Stored data:

☆ ☆ ☆ ☆

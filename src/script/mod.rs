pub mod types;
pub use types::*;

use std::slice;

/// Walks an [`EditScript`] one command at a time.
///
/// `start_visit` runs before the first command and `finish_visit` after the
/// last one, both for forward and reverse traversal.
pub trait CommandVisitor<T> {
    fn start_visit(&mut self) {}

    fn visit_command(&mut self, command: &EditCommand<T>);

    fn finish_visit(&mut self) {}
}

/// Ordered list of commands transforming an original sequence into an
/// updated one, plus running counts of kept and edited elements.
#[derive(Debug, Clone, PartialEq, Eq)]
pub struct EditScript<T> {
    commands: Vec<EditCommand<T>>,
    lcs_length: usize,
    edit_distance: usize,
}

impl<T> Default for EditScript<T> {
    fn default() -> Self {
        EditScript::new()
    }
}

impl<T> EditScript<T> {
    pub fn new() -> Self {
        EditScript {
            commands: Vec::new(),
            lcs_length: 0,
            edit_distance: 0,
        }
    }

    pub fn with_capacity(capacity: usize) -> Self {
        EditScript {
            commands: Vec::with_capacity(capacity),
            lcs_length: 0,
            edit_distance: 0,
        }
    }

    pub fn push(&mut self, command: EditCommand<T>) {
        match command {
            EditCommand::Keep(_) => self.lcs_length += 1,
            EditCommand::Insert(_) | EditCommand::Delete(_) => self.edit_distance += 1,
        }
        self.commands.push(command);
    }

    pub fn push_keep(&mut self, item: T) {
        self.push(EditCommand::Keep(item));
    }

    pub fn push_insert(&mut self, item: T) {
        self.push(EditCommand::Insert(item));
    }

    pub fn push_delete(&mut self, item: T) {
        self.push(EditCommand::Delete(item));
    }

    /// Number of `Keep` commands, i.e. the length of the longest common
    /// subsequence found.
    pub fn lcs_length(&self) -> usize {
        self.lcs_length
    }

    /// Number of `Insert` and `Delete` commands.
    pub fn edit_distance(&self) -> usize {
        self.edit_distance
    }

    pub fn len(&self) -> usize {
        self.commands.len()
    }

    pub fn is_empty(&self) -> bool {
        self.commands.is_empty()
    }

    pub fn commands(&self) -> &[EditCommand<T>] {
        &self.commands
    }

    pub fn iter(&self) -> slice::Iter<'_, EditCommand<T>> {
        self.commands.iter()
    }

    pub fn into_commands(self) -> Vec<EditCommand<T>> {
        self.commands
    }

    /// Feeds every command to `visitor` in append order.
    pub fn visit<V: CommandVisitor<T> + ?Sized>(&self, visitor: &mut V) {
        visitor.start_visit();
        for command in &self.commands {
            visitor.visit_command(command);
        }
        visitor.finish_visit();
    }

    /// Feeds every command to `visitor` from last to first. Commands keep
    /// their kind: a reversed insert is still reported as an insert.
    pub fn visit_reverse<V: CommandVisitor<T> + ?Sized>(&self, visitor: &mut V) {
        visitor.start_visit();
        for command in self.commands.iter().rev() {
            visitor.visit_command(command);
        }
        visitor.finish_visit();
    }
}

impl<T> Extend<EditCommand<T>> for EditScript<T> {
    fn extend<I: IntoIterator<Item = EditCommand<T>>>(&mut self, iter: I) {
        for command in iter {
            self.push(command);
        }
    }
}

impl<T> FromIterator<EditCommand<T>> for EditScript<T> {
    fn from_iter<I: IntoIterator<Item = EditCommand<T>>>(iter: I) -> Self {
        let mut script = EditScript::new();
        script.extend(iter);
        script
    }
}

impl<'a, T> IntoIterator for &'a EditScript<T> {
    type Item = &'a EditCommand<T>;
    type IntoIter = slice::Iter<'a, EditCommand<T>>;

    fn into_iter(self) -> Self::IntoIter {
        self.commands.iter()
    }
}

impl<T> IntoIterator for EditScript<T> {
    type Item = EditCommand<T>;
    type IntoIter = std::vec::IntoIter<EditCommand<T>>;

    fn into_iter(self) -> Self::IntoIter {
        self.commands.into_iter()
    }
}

☆ ☆ ☆ ☆

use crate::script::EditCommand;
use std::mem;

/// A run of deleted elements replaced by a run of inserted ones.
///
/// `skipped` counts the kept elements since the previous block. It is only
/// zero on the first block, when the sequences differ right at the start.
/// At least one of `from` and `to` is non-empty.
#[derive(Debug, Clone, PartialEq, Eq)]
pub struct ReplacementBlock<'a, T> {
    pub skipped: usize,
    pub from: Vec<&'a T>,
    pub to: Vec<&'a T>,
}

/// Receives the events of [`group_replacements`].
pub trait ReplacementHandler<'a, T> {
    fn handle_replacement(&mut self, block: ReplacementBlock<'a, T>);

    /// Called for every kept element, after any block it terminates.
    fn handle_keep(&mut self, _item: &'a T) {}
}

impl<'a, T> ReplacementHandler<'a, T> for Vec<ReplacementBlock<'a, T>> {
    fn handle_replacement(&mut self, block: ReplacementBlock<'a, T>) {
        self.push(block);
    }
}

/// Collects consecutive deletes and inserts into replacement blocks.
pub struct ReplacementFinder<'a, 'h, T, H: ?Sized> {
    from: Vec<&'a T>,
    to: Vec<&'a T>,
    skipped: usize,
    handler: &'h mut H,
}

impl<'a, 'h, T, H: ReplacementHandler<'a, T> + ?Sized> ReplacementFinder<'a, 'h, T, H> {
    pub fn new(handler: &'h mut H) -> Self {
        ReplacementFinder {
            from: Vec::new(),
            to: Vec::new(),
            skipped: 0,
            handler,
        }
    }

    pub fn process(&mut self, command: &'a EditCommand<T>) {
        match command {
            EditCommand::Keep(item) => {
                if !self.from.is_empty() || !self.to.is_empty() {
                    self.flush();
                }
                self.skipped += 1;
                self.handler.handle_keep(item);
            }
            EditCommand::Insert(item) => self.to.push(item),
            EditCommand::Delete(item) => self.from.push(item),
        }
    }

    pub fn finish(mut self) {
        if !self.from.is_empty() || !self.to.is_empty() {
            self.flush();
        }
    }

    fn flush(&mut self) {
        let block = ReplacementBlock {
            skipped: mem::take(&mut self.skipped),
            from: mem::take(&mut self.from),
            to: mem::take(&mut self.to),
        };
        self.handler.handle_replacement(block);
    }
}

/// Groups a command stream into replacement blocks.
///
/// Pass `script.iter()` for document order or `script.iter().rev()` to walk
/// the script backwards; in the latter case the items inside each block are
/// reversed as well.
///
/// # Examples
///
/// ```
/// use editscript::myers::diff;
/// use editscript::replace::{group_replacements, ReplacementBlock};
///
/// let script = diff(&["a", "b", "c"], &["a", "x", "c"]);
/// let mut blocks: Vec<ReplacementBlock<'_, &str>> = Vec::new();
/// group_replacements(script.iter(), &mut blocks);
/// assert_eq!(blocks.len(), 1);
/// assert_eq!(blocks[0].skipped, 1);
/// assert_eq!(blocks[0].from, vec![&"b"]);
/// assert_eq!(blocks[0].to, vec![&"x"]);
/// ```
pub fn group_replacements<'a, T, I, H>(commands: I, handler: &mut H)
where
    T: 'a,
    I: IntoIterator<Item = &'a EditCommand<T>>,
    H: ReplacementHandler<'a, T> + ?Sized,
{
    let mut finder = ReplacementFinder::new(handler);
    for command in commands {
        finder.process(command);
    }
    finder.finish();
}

☆ ☆ ☆ ☆

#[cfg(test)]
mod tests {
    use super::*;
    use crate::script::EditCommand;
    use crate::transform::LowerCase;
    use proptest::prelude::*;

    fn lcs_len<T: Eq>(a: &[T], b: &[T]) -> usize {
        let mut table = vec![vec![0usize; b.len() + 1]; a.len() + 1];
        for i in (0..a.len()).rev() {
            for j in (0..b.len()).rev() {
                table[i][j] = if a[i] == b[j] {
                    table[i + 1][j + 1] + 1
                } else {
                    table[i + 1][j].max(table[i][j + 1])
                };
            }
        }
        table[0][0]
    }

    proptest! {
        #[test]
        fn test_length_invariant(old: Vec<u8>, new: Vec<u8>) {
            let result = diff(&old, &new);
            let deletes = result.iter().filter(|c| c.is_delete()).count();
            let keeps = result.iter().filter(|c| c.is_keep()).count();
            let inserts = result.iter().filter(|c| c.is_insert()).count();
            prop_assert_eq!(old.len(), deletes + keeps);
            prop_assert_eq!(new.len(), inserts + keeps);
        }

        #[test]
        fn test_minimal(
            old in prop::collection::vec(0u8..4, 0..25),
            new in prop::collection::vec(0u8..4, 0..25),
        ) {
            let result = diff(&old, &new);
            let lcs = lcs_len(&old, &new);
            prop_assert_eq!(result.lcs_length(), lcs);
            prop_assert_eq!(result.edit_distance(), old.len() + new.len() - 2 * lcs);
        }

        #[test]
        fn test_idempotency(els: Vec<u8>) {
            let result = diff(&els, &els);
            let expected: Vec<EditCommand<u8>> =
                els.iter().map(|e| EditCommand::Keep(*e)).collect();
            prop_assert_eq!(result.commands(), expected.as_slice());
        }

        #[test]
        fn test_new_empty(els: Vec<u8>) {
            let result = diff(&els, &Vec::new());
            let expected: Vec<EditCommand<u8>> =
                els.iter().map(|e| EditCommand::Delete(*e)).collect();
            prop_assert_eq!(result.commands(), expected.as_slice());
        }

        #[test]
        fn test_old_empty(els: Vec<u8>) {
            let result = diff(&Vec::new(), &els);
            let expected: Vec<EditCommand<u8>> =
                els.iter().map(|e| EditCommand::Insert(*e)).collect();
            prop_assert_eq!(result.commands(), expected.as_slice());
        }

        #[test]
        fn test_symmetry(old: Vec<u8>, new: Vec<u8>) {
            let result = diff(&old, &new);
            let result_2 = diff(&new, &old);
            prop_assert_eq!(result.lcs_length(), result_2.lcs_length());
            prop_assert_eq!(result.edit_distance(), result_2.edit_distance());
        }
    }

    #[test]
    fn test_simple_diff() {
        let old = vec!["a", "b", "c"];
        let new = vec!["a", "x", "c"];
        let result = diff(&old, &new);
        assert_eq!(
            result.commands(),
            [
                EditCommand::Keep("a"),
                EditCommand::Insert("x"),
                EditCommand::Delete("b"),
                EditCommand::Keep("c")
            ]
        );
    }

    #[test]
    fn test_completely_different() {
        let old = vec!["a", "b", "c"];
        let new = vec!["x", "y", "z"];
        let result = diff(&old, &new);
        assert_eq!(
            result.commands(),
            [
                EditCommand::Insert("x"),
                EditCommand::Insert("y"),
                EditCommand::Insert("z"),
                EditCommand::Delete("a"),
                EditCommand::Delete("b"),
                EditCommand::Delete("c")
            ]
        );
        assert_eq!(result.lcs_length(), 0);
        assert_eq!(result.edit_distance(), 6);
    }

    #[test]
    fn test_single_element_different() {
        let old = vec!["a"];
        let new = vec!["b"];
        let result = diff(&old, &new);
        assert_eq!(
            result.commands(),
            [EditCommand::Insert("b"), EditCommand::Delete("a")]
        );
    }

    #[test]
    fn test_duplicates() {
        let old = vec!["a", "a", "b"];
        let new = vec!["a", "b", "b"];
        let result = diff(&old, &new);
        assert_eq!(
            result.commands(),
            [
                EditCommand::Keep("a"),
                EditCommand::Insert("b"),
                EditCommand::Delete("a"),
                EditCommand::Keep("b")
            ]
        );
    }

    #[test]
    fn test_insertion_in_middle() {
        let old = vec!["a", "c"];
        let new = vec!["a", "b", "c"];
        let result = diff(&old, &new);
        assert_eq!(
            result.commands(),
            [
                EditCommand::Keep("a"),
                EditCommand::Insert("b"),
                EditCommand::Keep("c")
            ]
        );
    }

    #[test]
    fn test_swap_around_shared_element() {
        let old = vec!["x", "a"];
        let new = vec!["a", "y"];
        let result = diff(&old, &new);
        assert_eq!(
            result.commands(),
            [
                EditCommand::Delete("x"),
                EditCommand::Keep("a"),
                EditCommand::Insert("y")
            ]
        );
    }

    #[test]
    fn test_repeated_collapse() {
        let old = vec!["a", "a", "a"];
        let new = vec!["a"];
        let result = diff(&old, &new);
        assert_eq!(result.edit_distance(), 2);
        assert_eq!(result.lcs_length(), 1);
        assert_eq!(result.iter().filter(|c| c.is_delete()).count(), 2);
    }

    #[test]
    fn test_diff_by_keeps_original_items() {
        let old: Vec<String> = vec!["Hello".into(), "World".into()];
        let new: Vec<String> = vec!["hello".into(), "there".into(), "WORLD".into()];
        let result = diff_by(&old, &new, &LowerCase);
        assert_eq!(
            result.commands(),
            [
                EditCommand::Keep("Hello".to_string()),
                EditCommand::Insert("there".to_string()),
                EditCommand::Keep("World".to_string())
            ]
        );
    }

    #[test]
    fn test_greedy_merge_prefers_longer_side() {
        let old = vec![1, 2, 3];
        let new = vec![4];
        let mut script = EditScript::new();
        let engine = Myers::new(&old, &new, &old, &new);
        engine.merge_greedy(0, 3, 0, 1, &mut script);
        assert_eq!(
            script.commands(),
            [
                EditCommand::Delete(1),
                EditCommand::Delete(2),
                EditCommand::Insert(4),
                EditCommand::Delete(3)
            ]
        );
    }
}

☆ ☆ ☆ ☆

YOUR INSTRUCTIONS: State the number of lines in the records that contain the string "take". Nothing else is needed.

RESULT: 3